Siap-Siap, September Suhu Panas Bisa Kembali Terjadi di Indonesia

Reading time: 2 menit
Cuaca panas terik di Indonesia menurut BMKG bukan gelombang panas. Foto: Shutterstock

Jakarta (Greeners) – Badan Meteorologi Klimatologi dan Geofisika (BMKG) menyebut, suhu panas terik yang terjadi di Indonesia bukan merupakan gelombang panas seperti di India. Menurut BMKG April, Mei dan September adalah puncak suhu maksimum di Indonesia.

Masyarakat terutama yang berada di Sumatra dan di Indonesia bagian selatan mengeluhkan suhu panas pada Mei 2022. Fenomena panas ini sempat menimbulkan kepanikan masyarakat karena mengaitkannya dengan gelombang panas di India.

Gelombang panas terjadi ketika adanya anomali suhu yang lebih panas, yakni lima derajat Celcius dari rerata klimatologis suhu maksimum di suatu lokasi dan setidaknya sudah berlangsung dalam lima hari.

Plt Deputi Klimatologi BMKG Urip Haryoko menyebut, kondisi ini bukan merupakan gelombang panas. Suhu panas di Indonesia tidak memenuhi definisi kejadian ekstrem meteorologis oleh Badan Meteorologi Dunia (WMO).
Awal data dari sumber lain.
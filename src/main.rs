//! rTripdesk main entrypoint.

use rtripdesk::run;
use rtripdesk::ui::messages::error;

fn main() {
    if let Err(e) = run() {
        error(format!("Error: {}", e));
        std::process::exit(1);
    }
}
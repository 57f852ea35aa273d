mod common;
use common::{ROSTER_WITH_HEADER, at};
use rtripdesk::core::roster::{merge_roster_at, parse_roster_at};
use rtripdesk::models::{MemberStatus, RosterMember};

fn parsed() -> Vec<RosterMember> {
    parse_roster_at(ROSTER_WITH_HEADER, '\t', at(2026, 1, 5)).members
}

#[test]
fn test_header_roster_counts_and_fields() {
    let out = parse_roster_at(ROSTER_WITH_HEADER, '\t', at(2026, 1, 5));

    assert_eq!(out.total_rows, 4);
    assert_eq!(out.parsed_rows, 3);
    assert_eq!(out.skipped_rows, 1);
    assert_eq!(out.headers.len(), 10);
    assert_eq!(out.custom_headers, vec!["비고".to_string()]);

    let hong = &out.members[0];
    assert_eq!(hong.key, "E001");
    assert_eq!(hong.name, "홍길동");
    assert_eq!(hong.department, "개발팀");
    assert_eq!(hong.position, "책임");
    assert_eq!(hong.seniority_year, 2015);
    assert_eq!(hong.birth_year, 1985);
    assert_eq!(hong.location, "수원");
    assert_eq!(hong.status, MemberStatus::Active);
    assert_eq!(hong.extra.get("비고").map(String::as_str), Some("메모1"));
}

#[test]
fn test_status_derived_from_department() {
    let members = parsed();
    assert_eq!(members[1].status, MemberStatus::Leave);
    assert_eq!(members[2].status, MemberStatus::Expatriate);
}

#[test]
fn test_status_priority_leave_over_resigned() {
    assert_eq!(MemberStatus::from_department("휴직 후 퇴사"), MemberStatus::Leave);
    assert_eq!(MemberStatus::from_department("퇴사 (파견)"), MemberStatus::Resigned);
    assert_eq!(MemberStatus::from_department("Expat Office"), MemberStatus::Expatriate);
    assert_eq!(MemberStatus::from_department("생산기술"), MemberStatus::Active);
}

#[test]
fn test_missing_key_gets_synthetic_key_and_bad_year_is_zero() {
    let members = parsed();
    let lee = &members[2];
    assert_eq!(lee.key, "anon-4-이영희");
    assert_eq!(lee.seniority_year, 0);
    assert_eq!(lee.birth_year, 1980);
    assert!(lee.extra.is_empty());
}

#[test]
fn test_headerless_rows_use_positional_order() {
    let text = "E010\t박민수\t설비팀\n최지우\n";
    let out = parse_roster_at(text, '\t', at(2026, 1, 5));

    assert!(out.headers.is_empty());
    assert_eq!(out.parsed_rows, 2);
    assert_eq!(out.members[0].key, "E010");
    assert_eq!(out.members[0].department, "설비팀");
    assert_eq!(out.members[1].name, "최지우");
    assert_eq!(out.members[1].key, "anon-2-최지우");
}

#[test]
fn test_wide_headerless_row_keeps_extra_columns() {
    let text = "E011\t정하늘\t품질팀\tG1\tP1\t조립\t사원\t2020\t1995\t수원\t야간\tA동\n";
    let out = parse_roster_at(text, '\t', at(2026, 1, 5));
    let m = &out.members[0];

    assert_eq!(m.process, "조립");
    assert_eq!(m.location, "수원");
    assert_eq!(m.extra.get("column 11").map(String::as_str), Some("야간"));
    assert_eq!(m.extra.get("column 12").map(String::as_str), Some("A동"));
}

#[test]
fn test_custom_delimiter() {
    let text = "사번,이름,부서\nE020,오세훈,경영지원\n";
    let out = parse_roster_at(text, ',', at(2026, 1, 5));
    assert_eq!(out.members.len(), 1);
    assert_eq!(out.members[0].department, "경영지원");
}

#[test]
fn test_empty_input() {
    let out = parse_roster_at("\n  \n", '\t', at(2026, 1, 5));
    assert_eq!(out.total_rows, 0);
    assert!(out.members.is_empty());
}

#[test]
fn test_reimport_identical_roster_is_all_updates() {
    let first = merge_roster_at(&[], parsed(), at(2026, 1, 5));
    assert_eq!(first.added, 3);
    assert_eq!(first.updated, 0);

    let second = merge_roster_at(&first.merged, parsed(), at(2026, 1, 6));
    assert_eq!(second.added, 0);
    assert_eq!(second.updated, 3);
    assert_eq!(second.unchanged, 0);

    // identical apart from the update timestamp
    let strip = |ms: &[RosterMember]| {
        ms.iter()
            .map(|m| RosterMember {
                updated_at: at(2000, 1, 1),
                ..m.clone()
            })
            .collect::<Vec<_>>()
    };
    assert_eq!(strip(&first.merged), strip(&second.merged));
}

#[test]
fn test_blank_incoming_field_never_erases() {
    let mut stored = RosterMember::new("E001", "홍길동", at(2025, 6, 1));
    stored.department = "개발팀".to_string();
    stored.birth_year = 1985;
    stored.extra.insert("메모".to_string(), "old".to_string());

    let mut incoming = RosterMember::new("E001", "홍길동", at(2026, 1, 5));
    incoming.group = "G9".to_string();
    incoming.extra.insert("차량".to_string(), "12가3456".to_string());

    let out = merge_roster_at(&[stored.clone()], vec![incoming], at(2026, 1, 5));
    let m = &out.merged[0];

    assert_eq!(m.id, stored.id);
    assert_eq!(m.created_at, stored.created_at);
    assert_eq!(m.department, "개발팀");
    assert_eq!(m.birth_year, 1985);
    assert_eq!(m.group, "G9");
    assert_eq!(m.extra.len(), 2);
}

#[test]
fn test_status_is_replaced_by_latest_import() {
    let mut stored = RosterMember::new("E002", "김철수", at(2025, 6, 1));
    stored.status = MemberStatus::Leave;
    let incoming = RosterMember::new("E002", "김철수", at(2026, 1, 5));

    let out = merge_roster_at(&[stored], vec![incoming], at(2026, 1, 5));
    assert_eq!(out.merged[0].status, MemberStatus::Active);
}

#[test]
fn test_members_missing_from_batch_are_kept() {
    let stored = vec![
        RosterMember::new("E001", "홍길동", at(2025, 6, 1)),
        RosterMember::new("E009", "퇴사자", at(2025, 6, 1)),
    ];
    let incoming = vec![RosterMember::new("E001", "홍길동", at(2026, 1, 5))];

    let out = merge_roster_at(&stored, incoming, at(2026, 1, 5));
    assert_eq!(out.updated, 1);
    assert_eq!(out.unchanged, 1);
    assert_eq!(out.merged.len(), 2);
    assert!(out.merged.iter().any(|m| m.key == "E009"));
}

#[test]
fn test_duplicate_keys_in_one_batch_fold_together() {
    let mut a = RosterMember::new("E030", "한가람", at(2026, 1, 5));
    a.department = "연구소".to_string();
    let mut b = RosterMember::new("E030", "한가람", at(2026, 1, 5));
    b.part = "P7".to_string();

    let out = merge_roster_at(&[], vec![a, b], at(2026, 1, 5));
    assert_eq!(out.merged.len(), 1);
    assert_eq!(out.added, 1);
    assert_eq!(out.updated, 1);
    assert_eq!(out.merged[0].department, "연구소");
    assert_eq!(out.merged[0].part, "P7");
}

#[test]
fn test_bom_prefixed_header_is_detected() {
    let text = "\u{feff}사번\t이름\t부서\nE001\t홍길동\t개발팀\n";
    let out = parse_roster_at(text, '\t', at(2026, 1, 5));

    assert!(out.custom_headers.is_empty());
    assert_eq!(out.members.len(), 1);
    assert_eq!(out.members[0].key, "E001");
    assert_eq!(out.members[0].department, "개발팀");
    assert!(out.members[0].extra.is_empty());
}
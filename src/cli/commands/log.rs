use crate::cli::parser::Commands;
use crate::config::Config;
use crate::db::log::load_log;
use crate::db::store::SqliteStore;
use crate::errors::AppResult;
use crate::utils::colors::{BLUE, GREEN, MAGENTA, RESET, YELLOW, paint};
use crate::utils::table::Table;

/// Color of an audit operation.
fn color_for_operation(op: &str) -> &'static str {
    match op {
        "import" => GREEN,
        "resolve" | "identify" => YELLOW,
        "migration_applied" => MAGENTA,
        "init" => BLUE,
        _ => RESET,
    }
}

pub fn handle(cmd: &Commands, cfg: &Config) -> AppResult<()> {
    if matches!(cmd, Commands::Log { print: true }) {
        let store = SqliteStore::open(&cfg.database)?;
        let entries = load_log(store.conn())?;

        let mut table = Table::new(["#", "date", "operation", "message"]);
        table.max_width = 60;
        for e in entries {
            let date = chrono::DateTime::parse_from_rfc3339(&e.date)
                .map(|dt| dt.format("%F %T").to_string())
                .unwrap_or(e.date);
            let op = if e.target.is_empty() {
                e.operation.clone()
            } else {
                format!("{} ({})", e.operation, e.target)
            };
            table.add_row(vec![
                e.id.to_string(),
                date,
                paint(&op, color_for_operation(&e.operation)),
                e.message,
            ]);
        }
        print!("{}", table.render());
    }

    Ok(())
}
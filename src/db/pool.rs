//! SQLite connection wrapper (lightweight for CLI usage).

use rusqlite::{Connection, Result};
use std::path::Path;

pub struct DbPool {
    pub conn: Connection,
}

impl DbPool {
    pub fn new(path: &str) -> Result<Self> {
        let conn = Connection::open(Path::new(path))?;
        Ok(Self { conn })
    }

    /// Private in-memory database, used by tests.
    pub fn in_memory() -> Result<Self> {
        let conn = Connection::open_in_memory()?;
        Ok(Self { conn })
    }

    /// Run `func` inside a transaction; commits only if it returns Ok.
    pub fn with_tx<F, T>(&mut self, func: F) -> Result<T>
    where
        F: FnOnce(&rusqlite::Transaction<'_>) -> Result<T>,
    {
        let tx = self.conn.transaction()?;
        let out = func(&tx)?;
        tx.commit()?;
        Ok(out)
    }
}
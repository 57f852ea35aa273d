use crate::export::ExportFormat;
use crate::models::Collection;
use clap::{Parser, Subcommand};

/// Command-line interface definition for rTripdesk
#[derive(Parser)]
#[command(
    name = "rtripdesk",
    version = env!("CARGO_PKG_VERSION"),
    about = "Import pasted rosters, schedules and trip exports, then match people to destinations",
    long_about = None
)]
pub struct Cli {
    /// Override database path (useful for tests or custom DB)
    #[arg(global = true, long = "db")]
    pub db: Option<String>,

    /// Run in test mode (no config file update)
    #[arg(global = true, long = "test", hide = true)]
    pub test: bool,

    /// Show debug logging on stderr
    #[arg(global = true, long, short = 'v')]
    pub verbose: bool,

    #[command(subcommand)]
    pub command: Commands,
}

#[derive(Subcommand)]
pub enum Commands {
    /// Initialize the database and configuration
    Init,

    /// Manage the configuration file (view or edit)
    Config {
        #[arg(long = "print", help = "Print the current configuration")]
        print_config: bool,

        #[arg(
            long = "edit",
            help = "Edit the configuration file (default editor: $EDITOR, or nano/notepad)"
        )]
        edit_config: bool,

        #[arg(
            long = "editor",
            help = "Specify the editor to use (vim, nano, or custom path)"
        )]
        editor: Option<String>,
    },

    /// Import pasted text (file or stdin) and merge it into the stored data
    Import {
        /// What the text contains: roster, events (schedule blocks) or records (trip export)
        #[arg(value_enum)]
        what: Collection,

        #[arg(long, short, value_name = "FILE", help = "Read from FILE instead of stdin")]
        file: Option<String>,

        /// Reference date (YYYY-MM-DD) used to infer years of MM-DD dates
        #[arg(long = "reference-date", value_name = "DATE")]
        reference_date: Option<String>,

        #[arg(long = "dry-run", help = "Parse and report without saving")]
        dry_run: bool,
    },

    /// List stored roster members, events or trip records
    List {
        #[arg(value_enum)]
        what: Collection,

        #[arg(
            long = "unresolved",
            help = "Only events or records without an identity key"
        )]
        unresolved: bool,
    },

    /// Match events to trip records and show the destination labels
    Resolve {
        #[arg(long = "event", value_name = "EVENT_ID", help = "Only this event")]
        event: Option<String>,

        #[arg(
            long = "choose",
            value_name = "RECORD_ID",
            requires = "event",
            help = "Save RECORD_ID as the destination record of --event"
        )]
        choose: Option<String>,
    },

    /// Save which roster member an ambiguous name refers to
    Identify {
        #[arg(long, help = "Name as it appears in schedules")]
        name: String,

        #[arg(long, help = "Identity key of the chosen roster member")]
        key: String,
    },

    /// Export a stored collection
    Export {
        #[arg(value_enum)]
        what: Collection,

        #[arg(long, value_enum, default_value = "csv")]
        format: ExportFormat,

        #[arg(long, value_name = "FILE")]
        file: String,

        #[arg(long, short = 'f')]
        force: bool,
    },

    /// Print the internal audit log
    Log {
        #[arg(long = "print", help = "Print rows from the internal log table")]
        print: bool,
    },
}
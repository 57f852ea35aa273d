/// ANSI color helper utilities for terminal output.
use crate::models::member::MemberStatus;
use crate::models::trip_event::EventStatus;

pub const RESET: &str = "\x1b[0m";

pub const GREY: &str = "\x1b[90m";

pub const RED: &str = "\x1b[31m";
pub const GREEN: &str = "\x1b[32m";

pub const YELLOW: &str = "\x1b[33m";
pub const BLUE: &str = "\x1b[34m";
pub const CYAN: &str = "\x1b[36m";
pub const MAGENTA: &str = "\x1b[35m";

/// Returns GREY when the field is empty, RESET otherwise.
pub fn color_for_optional_field<T: AsRef<str>>(value: Option<T>) -> &'static str {
    match value {
        Some(v) if !v.as_ref().trim().is_empty() => RESET,
        _ => GREY,
    }
}

pub fn color_for_member_status(status: MemberStatus) -> &'static str {
    match status {
        MemberStatus::Active => RESET,
        MemberStatus::Leave => YELLOW,
        MemberStatus::Resigned => GREY,
        MemberStatus::Expatriate => MAGENTA,
    }
}

pub fn color_for_event_status(status: EventStatus) -> &'static str {
    match status {
        EventStatus::Planned => CYAN,
        EventStatus::Active => GREEN,
        EventStatus::Completed => GREY,
    }
}

/// Wrap `value` in `color` … RESET.
pub fn paint(value: &str, color: &str) -> String {
    format!("{color}{value}{RESET}")
}
use clap::ValueEnum;

/// The three stored entity collections.
#[derive(Clone, Copy, Debug, PartialEq, Eq, ValueEnum)]
pub enum Collection {
    Roster,
    Events,
    Records,
}

impl Collection {
    pub fn as_str(&self) -> &'static str {
        match self {
            Collection::Roster => "roster",
            Collection::Events => "events",
            Collection::Records => "records",
        }
    }
}
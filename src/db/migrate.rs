use rusqlite::{Connection, OptionalExtension, Result};
use tracing::info;

/// Ensure that the `log` table exists.
fn ensure_log_table(conn: &Connection) -> Result<()> {
    conn.execute_batch(
        r#"
        CREATE TABLE IF NOT EXISTS log (
            id        INTEGER PRIMARY KEY AUTOINCREMENT,
            date      TEXT NOT NULL,
            operation TEXT NOT NULL,
            target    TEXT DEFAULT '',
            message   TEXT NOT NULL
        );
        "#,
    )?;
    Ok(())
}

/// Check if a migration marker is present in `log`.
fn migration_applied(conn: &Connection, version: &str) -> Result<bool> {
    let mut chk = conn.prepare(
        "SELECT 1 FROM log
         WHERE operation = 'migration_applied' AND target = ?1
         LIMIT 1",
    )?;
    Ok(chk.query_row([version], |_| Ok(())).optional()?.is_some())
}

fn mark_applied(conn: &Connection, version: &str, message: &str) -> Result<()> {
    conn.execute(
        "INSERT INTO log (date, operation, target, message)
         VALUES (datetime('now'), 'migration_applied', ?1, ?2)",
        [version, message],
    )?;
    Ok(())
}

/// Key/value table holding one JSON document per collection.
fn migrate_create_kv_store(conn: &Connection) -> Result<()> {
    let version = "20250301_0001_create_kv_store";
    if migration_applied(conn, version)? {
        return Ok(());
    }

    conn.execute_batch(
        r#"
        CREATE TABLE IF NOT EXISTS kv_store (
            key         TEXT PRIMARY KEY,
            value       TEXT NOT NULL,
            updated_at  TEXT NOT NULL
        );
        "#,
    )?;

    mark_applied(conn, version, "Created kv_store table")?;
    info!(version, "migration applied");
    Ok(())
}

/// Public entry point: run all pending migrations.
///
/// Invoked by db::initialize::init_db() and before every store open.
pub fn run_pending_migrations(conn: &Connection) -> Result<()> {
    ensure_log_table(conn)?;
    migrate_create_kv_store(conn)?;
    Ok(())
}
“Gelombang panas umumnya juga terjadi dalam cakupan yang luas karena sirkulasi cuaca tertentu. Sehingga menimbulkan penumpukan massa udara panas,” kata Urip dalam keterangannya baru-baru ini.

Berdasarkan catatan BMKG, setidaknya dua hingga delapan stasiun cuaca BMKG melaporkan suhu udara maksimum lebih dari 35 derajat Celcius. Stasiun cuaca Kalimaru (Kaltim) dan Ciputat (Banten) bahkan mencatat suhu maksimum sekitar 36 derajat Celcius dalam beberapa hari.

Posisi Gerak Semu Matahari Pengaruhi Suhu Panas

Peningkatan suhu pada bulan Mei ini, sambung Haryoko merupakan hal wajar. Dalam analisis klimatologi, sebagian besar lokasi-lokasi pengamatan suhu udara di Indonesia menunjukkan dua puncak suhu maksimum, yaitu pada bulan April, Mei dan September.

“Hal itu memang terdapat pengaruh dari posisi gerak semu matahari. Dominasi cuaca cerah awal atau puncak musim kemarau,” imbuhnya.

Adapun suhu maksimum sekitar 36 derajat Celcius bukan merupakan suhu tertinggi yang pernah terjadi di Indonesia. Rekor suhu tertinggi yang pernah terjadi adalah 40 derajat Celcius di Larantuka (NTT) pada 5 September 2012 lalu.

“Kondisi udara yang terasa panas dan tidak nyaman dapat disebabkan oleh suhu udara yang tinggi. Suhu udara tinggi terjadi pada udara yang kelembapannya tinggi maka akan terkesan ‘sumuk’. Sedangkan bila udaranya kering (kelembaban rendah) maka akan terasa ‘terik’ dan membakar,” ungkapnya.

Kejadian suhu udara panas kali ini, sambung dia memang dapat pengaruh dari faktor klimatologis, dinamika atmosfer skala regional dan skala meso. Hal ini menjadi penyebab udara terkesan menjadi ‘lebih sumuk’ dan menimbulkan pertanyaan bahkan keresahan (selain kegerahan) publik.

“Namun, BMKG sekali lagi meyakinkan kondisi ini bukanlah termasuk kondisi ekstrem yang membahayakan seperti gelombang panas. Masyarakat perlu menghindari kondisi dehidrasi dan tetap menjaga kesehatan,” tuturnya.